Monday, 13 July 2009

The World Cup Game

The World Cup Game is about the football (UK English speakers) / soccer (US English speakers and Melbournians) world cup. I shall just call it football, since I am a UK English speaker. If you are a football fan, you'll probably like this game. It is very thematic, and it is quite simple. Some knowledge of how football works and how the world cup works will be very helpful in both immersing yourself in the theme and in understanding the rules.

At the start of the game, all players randomly draw a number of teams. Throughout the game, your teams compete and try to advance through each stage of the world cup competition, and try to eventually win the world cup. Just like the real world cup, except you do this in about 35-45 mins, while the real world cup takes about a month.

The game board shows all the matches of the world cup event. Each team in each match has 2 to 5 slots, depending on whether the team is a strong team. Strong teams get more slots. During the game, you have a hand of 3 cards, and you play cards to place round tokens onto the slots on the board. The tokens can represent goals, attacks, defenses, and penalty kicks. Some cards allow you to nullify effects of other tokens played by flipping them over. Teams with more slots have a higher chance of winning, because there are more slots to place goals and attack tokens. Each stage of the competition ends when the draw deck is exhausted. However, the results of the matches are not deterministic. You still need to roll some special dice. For each match, goals count as goals, and attacks count as half a goal (round down). When the dice are rolled for the just-completed stage, every occurrence of your team's colour in the die roll result gives your team an additional half-goal, which can be added to the attack tokens your team has. The colours of the dice are not distributed evenly. Stronger teams have a higher chance of their colours appearing. This is another way the game tries to push towards the historical, or at least a realistic ending.
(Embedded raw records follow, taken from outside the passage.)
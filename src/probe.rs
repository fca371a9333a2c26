//! Backend probes: fleet load from `/metrics`, hosted model from
//! `/v1/models`. Every probe is gated by the circuit breaker, consults its
//! cache first, and reports the outcome to the health tracker.

use anyhow::anyhow;
use once_cell::sync::Lazy;
use regex::Regex;
use serde::{Deserialize, Serialize};
use serde_json::Value;

use crate::AppState;

pub const RUNNING_METRIC: &str = "vllm:num_requests_running";
pub const WAITING_METRIC: &str = "vllm:num_requests_waiting";

static METRIC_VALUE: Lazy<Regex> =
    Lazy::new(|| Regex::new(r"(\d+(\.\d+)?)$").expect("metric value regex"));

/// The single model a backend serves, as reported by its `/v1/models`.
#[derive(Debug, Clone, PartialEq, Serialize, Deserialize)]
pub struct ModelDescriptor {
    pub id: String,
    pub created: i64,
}

/// Sum the running and waiting request gauges from a Prometheus text dump.
/// A matching metric line whose tail is not numeric is a parse error.
pub(crate) fn parse_fleet_load(text: &str) -> anyhow::Result<f64> {
    let mut total = 0.0;
    for line in text.lines() {
        if !(line.starts_with(RUNNING_METRIC) || line.starts_with(WAITING_METRIC)) {
            continue;
        }
        let value = METRIC_VALUE
            .captures(line.trim_end())
            .and_then(|captures| captures.get(1))
            .ok_or_else(|| anyhow!("unparseable metric line: {line}"))?;
        total += value.as_str().parse::<f64>()?;
    }
    Ok(total)
}

/// Current load (running + waiting) of a backend, or `None` when the backend
/// is gated, the probe fails, or the response cannot be parsed.
pub async fn probe_metrics(state: &AppState, url: &str) -> Option<f64> {
    if !state.health.is_usable(url) {
        return None;
    }
    if let Some(load) = state.metrics_cache.get(url) {
        return Some(load);
    }

    let timeout = state.settings.load().request_timeout;
    let fetched: anyhow::Result<f64> = async {
        let response = state
            .upstream
            .probe
            .get(format!("{url}/metrics"))
            .timeout(timeout)
            .send()
            .await?
            .error_for_status()?;
        parse_fleet_load(&response.text().await?)
    }
    .await;

    match fetched {
        Ok(load) => {
            state.metrics_cache.insert(url.to_string(), load);
            state.health.record_success(url);
            tracing::debug!(backend = url, load, "metrics refreshed");
            Some(load)
        }
        Err(err) => {
            state.health.record_failure(url);
            tracing::warn!(backend = url, error = %err, "metrics probe failed");
            None
        }
    }
}

/// The model a backend hosts, or `None` when the backend is gated, fails the
/// probe, or reports an empty listing. An empty listing is still a successful
/// probe; anything other than an `{id, created}` object in `data[0]` is not.
pub async fn probe_model(state: &AppState, url: &str) -> Option<ModelDescriptor> {
    if !state.health.is_usable(url) {
        return None;
    }
    if let Some(descriptor) = state.model_cache.get(url) {
        return Some(descriptor);
    }

    let settings = state.settings.load_full();
    let fetched: anyhow::Result<Option<ModelDescriptor>> = async {
        let response = state
            .upstream
            .probe
            .get(format!("{url}/v1/models"))
            .bearer_auth(&settings.vllm_token)
            .timeout(settings.request_timeout)
            .send()
            .await?
            .error_for_status()?;
        let listing: Value = response.json().await?;
        let Some(first) = listing
            .get("data")
            .and_then(Value::as_array)
            .and_then(|data| data.first())
        else {
            return Ok(None);
        };
        let descriptor: ModelDescriptor = serde_json::from_value(first.clone())
            .map_err(|err| anyhow!("malformed model descriptor: {err}"))?;
        Ok(Some(descriptor))
    }
    .await;

    match fetched {
        Ok(Some(descriptor)) => {
            state.model_cache.insert(url.to_string(), descriptor.clone());
            state.health.record_success(url);
            tracing::debug!(backend = url, model = %descriptor.id, "model refreshed");
            Some(descriptor)
        }
        Ok(None) => {
            state.health.record_success(url);
            tracing::debug!(backend = url, "model listing empty");
            None
        }
        Err(err) => {
            state.health.record_failure(url);
            tracing::warn!(backend = url, error = %err, "model probe failed");
            None
        }
    }
}
//! Fleet registry: the immutable backend table plus utilization stamps.
//!
//! The backend table is copy-on-reload: readers take an `Arc` snapshot and
//! iterate without locking while `/reload` swaps in a new table. Utilization
//! stamps live behind one mutex so choose-and-stamp is a single atomic step;
//! two concurrent selections can never both claim the same least-recently-used
//! backend.

use std::collections::{HashMap, HashSet};
use std::sync::Arc;
use std::time::Instant;

use arc_swap::ArcSwap;
use parking_lot::Mutex;

/// One inference server instance. Immutable after load.
#[derive(Debug, Clone)]
pub struct Backend {
    pub url: String,
    pub allowed_groups: HashSet<String>,
}

pub struct FleetRegistry {
    backends: ArcSwap<Vec<Backend>>,
    /// url -> last time the dispatcher chose this backend. Absent = never.
    last_utilization: Mutex<HashMap<String, Instant>>,
}

impl FleetRegistry {
    pub fn new(backends: Vec<Backend>) -> Self {
        Self {
            backends: ArcSwap::from_pointee(backends),
            last_utilization: Mutex::new(HashMap::new()),
        }
    }

    /// Point-in-time snapshot, safe to iterate without further locking.
    pub fn snapshot(&self) -> Arc<Vec<Backend>> {
        self.backends.load_full()
    }

    /// Stamp a backend as just-used. No-op if the URL is not in the current
    /// snapshot.
    pub fn mark_utilization(&self, url: &str) {
        let snapshot = self.snapshot();
        if !snapshot.iter().any(|b| b.url == url) {
            return;
        }
        self.last_utilization
            .lock()
            .insert(url.to_string(), Instant::now());
    }

    /// Pick the least-recently-used candidate and stamp it in one step.
    ///
    /// A candidate never chosen before wins immediately; otherwise the one
    /// with the oldest stamp wins, which realises deterministic round-robin
    /// among equally loaded backends.
    pub fn claim_least_recently_used(&self, candidates: &[String]) -> Option<String> {
        let snapshot = self.snapshot();
        let mut stamps = self.last_utilization.lock();

        let mut chosen: Option<(&String, Option<Instant>)> = None;
        for url in candidates {
            if !snapshot.iter().any(|b| b.url == *url) {
                continue;
            }
            match stamps.get(url) {
                None => {
                    chosen = Some((url, None));
                    break;
                }
                Some(&at) => {
                    let older = match chosen {
                        None => true,
                        Some((_, Some(best))) => at < best,
                        Some((_, None)) => false,
                    };
                    if older {
                        chosen = Some((url, Some(at)));
                    }
                }
            }
        }

        let url = chosen?.0.clone();
        stamps.insert(url.clone(), Instant::now());
        Some(url)
    }

    /// Swap in a new backend table. Utilization stamps are kept for URLs that
    /// persist and dropped for removed ones.
    pub fn rebuild(&self, backends: Vec<Backend>) {
        let mut stamps = self.last_utilization.lock();
        stamps.retain(|url, _| backends.iter().any(|b| b.url == *url));
        self.backends.store(Arc::new(backends));
    }
}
This may sound like a bad thing, because if you only draw lousy teams, then your hopes of winning the game are dashed. But then I find that I don't really mind it that much. Somehow when playing this game I prefer it to feel real.

My four teams. Yellow and grey teams are weaker teams. Green and blue teams are average teams. Red and black teams are strong teams.

The game board. It looks like a boring scoreboard, but the game turned out to be quite fun.

Some of the cards in the game. Some cards have different effects depending on the colour of the team it is played on.

Nearing the end of the Round 1 matches. The tokens that have been flipped over are those that have had their effects negated by other cards.

Close-up of the matches.

I quite enjoyed this game. It was a pleasant surprise. I also learned a few things about the world cup. The world cup rules in 1930 (the year that we played) were actually rather different from the rules in 2002. E.g. in the first round, winning a match earns your team 2pts instead of 3pts. The game comes with two "scenarios", 1930 and 2002. There are many expansions, which are basically the other years the world cup was held. The game doesn't really change all that much, but for a football fan, it would be fun to collect all these expansions, and to re-live so many different world cup finals.